WHAT IS NEEDED:
Within the data below, copy each line where the string "number" is found.

(Records from a dataset)
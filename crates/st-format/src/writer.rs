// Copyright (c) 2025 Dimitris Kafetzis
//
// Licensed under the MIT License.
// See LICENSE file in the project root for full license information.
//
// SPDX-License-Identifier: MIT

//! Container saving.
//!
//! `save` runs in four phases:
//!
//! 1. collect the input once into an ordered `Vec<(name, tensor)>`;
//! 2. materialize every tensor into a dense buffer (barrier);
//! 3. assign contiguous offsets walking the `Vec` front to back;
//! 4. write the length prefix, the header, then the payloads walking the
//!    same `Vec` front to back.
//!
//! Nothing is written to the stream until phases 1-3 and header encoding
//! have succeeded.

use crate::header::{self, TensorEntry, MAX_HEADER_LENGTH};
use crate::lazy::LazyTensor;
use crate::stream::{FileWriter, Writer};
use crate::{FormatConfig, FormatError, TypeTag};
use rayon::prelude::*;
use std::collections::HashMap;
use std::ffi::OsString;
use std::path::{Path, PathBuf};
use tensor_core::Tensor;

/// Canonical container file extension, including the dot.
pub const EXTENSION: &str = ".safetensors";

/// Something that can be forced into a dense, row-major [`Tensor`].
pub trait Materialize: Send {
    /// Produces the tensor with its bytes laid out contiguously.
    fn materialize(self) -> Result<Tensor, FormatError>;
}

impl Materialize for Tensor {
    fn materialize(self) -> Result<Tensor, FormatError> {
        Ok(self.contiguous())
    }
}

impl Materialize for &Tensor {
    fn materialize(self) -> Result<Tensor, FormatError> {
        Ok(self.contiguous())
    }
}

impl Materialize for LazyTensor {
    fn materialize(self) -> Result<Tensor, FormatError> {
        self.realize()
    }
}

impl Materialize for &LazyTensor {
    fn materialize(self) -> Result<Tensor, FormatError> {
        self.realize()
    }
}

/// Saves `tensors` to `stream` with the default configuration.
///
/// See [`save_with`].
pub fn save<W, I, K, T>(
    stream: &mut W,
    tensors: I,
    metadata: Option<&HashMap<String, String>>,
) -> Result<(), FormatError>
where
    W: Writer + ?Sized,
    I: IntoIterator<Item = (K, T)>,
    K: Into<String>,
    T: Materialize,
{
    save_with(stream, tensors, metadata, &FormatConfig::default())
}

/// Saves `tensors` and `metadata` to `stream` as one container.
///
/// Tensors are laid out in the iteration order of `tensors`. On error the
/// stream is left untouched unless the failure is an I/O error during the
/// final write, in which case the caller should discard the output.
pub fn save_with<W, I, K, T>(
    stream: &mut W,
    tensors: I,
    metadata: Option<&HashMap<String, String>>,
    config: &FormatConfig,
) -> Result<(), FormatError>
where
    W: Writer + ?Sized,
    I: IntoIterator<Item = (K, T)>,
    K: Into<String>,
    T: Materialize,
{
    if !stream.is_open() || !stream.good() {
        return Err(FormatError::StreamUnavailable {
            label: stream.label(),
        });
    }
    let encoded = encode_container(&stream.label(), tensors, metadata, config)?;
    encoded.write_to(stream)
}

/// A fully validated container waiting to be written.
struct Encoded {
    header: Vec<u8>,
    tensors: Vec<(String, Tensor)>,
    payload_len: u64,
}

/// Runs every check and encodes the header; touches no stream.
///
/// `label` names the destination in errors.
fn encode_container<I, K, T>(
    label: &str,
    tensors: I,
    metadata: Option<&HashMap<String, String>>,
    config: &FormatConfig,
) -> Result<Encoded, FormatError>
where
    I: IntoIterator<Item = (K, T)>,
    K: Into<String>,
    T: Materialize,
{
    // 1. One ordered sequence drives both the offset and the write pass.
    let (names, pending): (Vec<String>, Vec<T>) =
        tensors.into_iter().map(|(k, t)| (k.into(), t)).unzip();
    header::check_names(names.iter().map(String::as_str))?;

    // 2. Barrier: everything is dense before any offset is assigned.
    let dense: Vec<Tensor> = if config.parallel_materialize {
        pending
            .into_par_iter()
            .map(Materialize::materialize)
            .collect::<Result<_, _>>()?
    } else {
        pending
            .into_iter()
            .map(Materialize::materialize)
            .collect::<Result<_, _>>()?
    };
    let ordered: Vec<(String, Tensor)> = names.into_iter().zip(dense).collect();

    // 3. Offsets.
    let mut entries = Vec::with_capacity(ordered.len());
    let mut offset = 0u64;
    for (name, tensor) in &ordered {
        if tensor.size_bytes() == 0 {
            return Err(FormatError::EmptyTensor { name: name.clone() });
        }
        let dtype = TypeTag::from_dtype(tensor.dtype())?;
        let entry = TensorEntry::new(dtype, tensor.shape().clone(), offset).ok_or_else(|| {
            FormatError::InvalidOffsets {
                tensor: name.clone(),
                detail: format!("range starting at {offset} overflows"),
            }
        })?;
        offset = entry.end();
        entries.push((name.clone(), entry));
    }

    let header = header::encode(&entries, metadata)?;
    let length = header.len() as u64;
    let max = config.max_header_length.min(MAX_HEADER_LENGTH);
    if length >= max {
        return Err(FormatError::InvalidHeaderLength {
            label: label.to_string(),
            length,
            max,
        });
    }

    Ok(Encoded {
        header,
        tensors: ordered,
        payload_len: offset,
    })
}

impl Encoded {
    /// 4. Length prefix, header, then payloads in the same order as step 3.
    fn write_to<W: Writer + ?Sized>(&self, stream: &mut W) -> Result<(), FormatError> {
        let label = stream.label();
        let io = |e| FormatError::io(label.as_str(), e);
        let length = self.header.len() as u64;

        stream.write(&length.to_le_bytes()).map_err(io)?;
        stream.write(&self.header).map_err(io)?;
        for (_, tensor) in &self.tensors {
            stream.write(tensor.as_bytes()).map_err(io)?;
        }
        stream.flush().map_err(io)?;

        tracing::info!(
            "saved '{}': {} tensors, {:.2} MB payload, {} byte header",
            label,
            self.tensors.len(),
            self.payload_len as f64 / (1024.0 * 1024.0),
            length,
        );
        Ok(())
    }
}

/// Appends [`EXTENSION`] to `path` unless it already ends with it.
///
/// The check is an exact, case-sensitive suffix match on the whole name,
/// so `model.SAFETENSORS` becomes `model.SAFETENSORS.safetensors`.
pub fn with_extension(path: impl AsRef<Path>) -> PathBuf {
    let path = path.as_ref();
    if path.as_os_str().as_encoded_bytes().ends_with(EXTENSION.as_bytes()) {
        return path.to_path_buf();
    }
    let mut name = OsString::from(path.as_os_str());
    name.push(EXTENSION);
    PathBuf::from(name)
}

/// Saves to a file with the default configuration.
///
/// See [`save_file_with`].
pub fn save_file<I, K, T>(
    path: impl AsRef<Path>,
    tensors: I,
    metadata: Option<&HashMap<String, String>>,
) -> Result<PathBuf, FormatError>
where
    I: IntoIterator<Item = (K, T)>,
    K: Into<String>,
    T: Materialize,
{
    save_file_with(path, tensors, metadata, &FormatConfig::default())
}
...
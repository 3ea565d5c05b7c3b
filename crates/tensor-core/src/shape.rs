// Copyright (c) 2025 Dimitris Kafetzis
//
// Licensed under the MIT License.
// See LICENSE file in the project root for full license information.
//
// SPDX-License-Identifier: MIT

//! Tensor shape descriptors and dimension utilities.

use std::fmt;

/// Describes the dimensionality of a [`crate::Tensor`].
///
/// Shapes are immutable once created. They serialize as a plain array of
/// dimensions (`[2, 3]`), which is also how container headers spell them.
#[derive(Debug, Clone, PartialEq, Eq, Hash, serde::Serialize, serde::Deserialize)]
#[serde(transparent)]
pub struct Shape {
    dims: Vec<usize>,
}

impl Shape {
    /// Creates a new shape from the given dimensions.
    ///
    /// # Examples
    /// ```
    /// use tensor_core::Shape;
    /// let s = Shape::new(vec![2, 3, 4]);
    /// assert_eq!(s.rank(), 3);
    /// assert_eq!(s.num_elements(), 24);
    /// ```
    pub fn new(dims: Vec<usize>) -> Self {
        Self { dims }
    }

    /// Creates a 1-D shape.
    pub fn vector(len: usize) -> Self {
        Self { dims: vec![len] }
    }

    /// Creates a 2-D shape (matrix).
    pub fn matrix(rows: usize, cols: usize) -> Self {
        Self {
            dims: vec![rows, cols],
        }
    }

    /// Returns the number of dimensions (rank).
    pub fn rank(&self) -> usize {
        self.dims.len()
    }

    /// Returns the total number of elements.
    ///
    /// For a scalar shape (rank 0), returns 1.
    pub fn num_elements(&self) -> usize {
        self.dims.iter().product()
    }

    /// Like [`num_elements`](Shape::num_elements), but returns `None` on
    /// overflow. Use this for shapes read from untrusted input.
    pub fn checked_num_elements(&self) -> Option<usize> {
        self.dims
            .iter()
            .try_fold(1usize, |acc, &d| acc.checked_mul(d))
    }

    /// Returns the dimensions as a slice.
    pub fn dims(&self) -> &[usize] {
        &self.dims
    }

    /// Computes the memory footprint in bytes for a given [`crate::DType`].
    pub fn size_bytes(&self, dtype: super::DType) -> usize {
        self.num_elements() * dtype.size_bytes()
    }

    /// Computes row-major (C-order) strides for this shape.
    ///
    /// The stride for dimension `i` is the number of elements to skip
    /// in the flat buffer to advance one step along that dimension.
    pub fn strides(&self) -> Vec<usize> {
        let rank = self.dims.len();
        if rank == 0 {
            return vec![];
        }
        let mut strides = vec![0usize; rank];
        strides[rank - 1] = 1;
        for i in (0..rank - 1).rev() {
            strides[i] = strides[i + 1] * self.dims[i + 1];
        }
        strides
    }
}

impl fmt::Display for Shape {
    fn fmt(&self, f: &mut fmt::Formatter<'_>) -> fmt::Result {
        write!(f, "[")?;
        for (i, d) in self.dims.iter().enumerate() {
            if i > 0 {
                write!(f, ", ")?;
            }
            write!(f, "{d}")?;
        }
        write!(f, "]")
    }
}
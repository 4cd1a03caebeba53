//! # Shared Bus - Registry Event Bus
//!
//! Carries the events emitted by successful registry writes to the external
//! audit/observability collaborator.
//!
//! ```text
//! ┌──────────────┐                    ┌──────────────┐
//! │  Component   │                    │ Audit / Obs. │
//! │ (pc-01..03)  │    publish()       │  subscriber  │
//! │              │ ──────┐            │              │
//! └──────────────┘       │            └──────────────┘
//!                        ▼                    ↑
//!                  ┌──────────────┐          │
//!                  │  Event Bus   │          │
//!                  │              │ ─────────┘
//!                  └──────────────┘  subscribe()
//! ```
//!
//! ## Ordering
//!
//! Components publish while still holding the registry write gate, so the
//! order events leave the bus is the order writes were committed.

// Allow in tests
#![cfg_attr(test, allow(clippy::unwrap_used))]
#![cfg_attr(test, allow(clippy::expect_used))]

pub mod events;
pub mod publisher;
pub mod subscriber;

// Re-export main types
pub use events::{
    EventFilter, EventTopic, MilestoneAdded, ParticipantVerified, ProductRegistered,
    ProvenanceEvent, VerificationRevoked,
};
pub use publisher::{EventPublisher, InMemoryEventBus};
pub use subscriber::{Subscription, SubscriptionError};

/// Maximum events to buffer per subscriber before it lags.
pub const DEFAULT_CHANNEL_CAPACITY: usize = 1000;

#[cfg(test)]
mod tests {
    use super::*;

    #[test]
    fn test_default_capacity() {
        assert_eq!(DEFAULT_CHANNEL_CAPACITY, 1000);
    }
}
* * *
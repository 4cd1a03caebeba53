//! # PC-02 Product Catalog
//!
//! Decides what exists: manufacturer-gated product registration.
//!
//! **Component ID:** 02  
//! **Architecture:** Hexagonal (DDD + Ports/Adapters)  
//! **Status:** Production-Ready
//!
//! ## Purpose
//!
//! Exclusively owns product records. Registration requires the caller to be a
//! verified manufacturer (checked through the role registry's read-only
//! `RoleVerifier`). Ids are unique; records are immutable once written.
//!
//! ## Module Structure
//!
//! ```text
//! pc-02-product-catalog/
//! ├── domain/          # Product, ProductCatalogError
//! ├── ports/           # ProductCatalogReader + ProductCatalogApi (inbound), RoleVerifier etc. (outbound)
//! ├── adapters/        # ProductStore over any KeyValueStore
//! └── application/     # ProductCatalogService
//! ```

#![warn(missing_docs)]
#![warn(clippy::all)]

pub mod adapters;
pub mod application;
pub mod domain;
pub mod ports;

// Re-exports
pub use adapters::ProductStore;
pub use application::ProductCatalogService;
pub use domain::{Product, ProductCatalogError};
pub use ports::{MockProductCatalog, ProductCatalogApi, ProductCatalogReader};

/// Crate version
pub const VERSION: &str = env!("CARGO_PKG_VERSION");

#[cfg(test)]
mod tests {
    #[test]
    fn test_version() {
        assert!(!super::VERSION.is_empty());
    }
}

ANSWER TO THIS PROBLEM:
    /// Returns the number of dimensions (rank).
    /// Returns the total number of elements.
    /// The stride for dimension `i` is the number of elements to skip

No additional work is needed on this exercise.